• Work instructions:
Pick up at the line with "from a shared \". Write it out exactly, along with each later line through the end of the data, and nothing more.

• Supplied records:
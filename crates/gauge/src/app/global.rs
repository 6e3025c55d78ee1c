use clap::{Arg, ArgAction, Command};

pub fn root_command() -> Command {
    Command::new("gauge")
        .version(env!("CARGO_PKG_VERSION"))
        .about("Freshness-aware statusline data broker for AI assistant sessions")
        .long_about(
            "GAUGE renders a statusline for AI assistant sessions from a shared \
             on-disk cache. Expensive upstream data (billing, quota, account state) \
             is fetched by whichever invocation gets there first and shared across \
             all concurrent sessions; the render path itself never blocks on the \
             network.",
        )
        .arg(
            Arg::new("verbose")
                .short('v')
                .long("verbose")
                .help("Enable verbose logging output")
                .action(ArgAction::SetTrue)
                .global(true),
        )
        .arg(
            Arg::new("no-color")
                .long("no-color")
                .help("Disable colored output")
                .action(ArgAction::SetTrue)
                .global(true),
        )
        .subcommand_required(true)
        .arg_required_else_help(true)
}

• Exercise output:
            "GAUGE renders a statusline for AI assistant sessions from a shared \
             on-disk cache. Expensive upstream data (billing, quota, account state) \
             is fetched by whichever invocation gets there first and shared across \
             all concurrent sessions; the render path itself never blocks on the \
             network.",
        )
        .arg(
            Arg::new("verbose")
                .short('v')
                .long("verbose")
                .help("Enable verbose logging output")
                .action(ArgAction::SetTrue)
                .global(true),
        )
        .arg(
            Arg::new("no-color")
                .long("no-color")
                .help("Disable colored output")
                .action(ArgAction::SetTrue)
                .global(true),
        )
        .subcommand_required(true)
        .arg_required_else_help(true)
}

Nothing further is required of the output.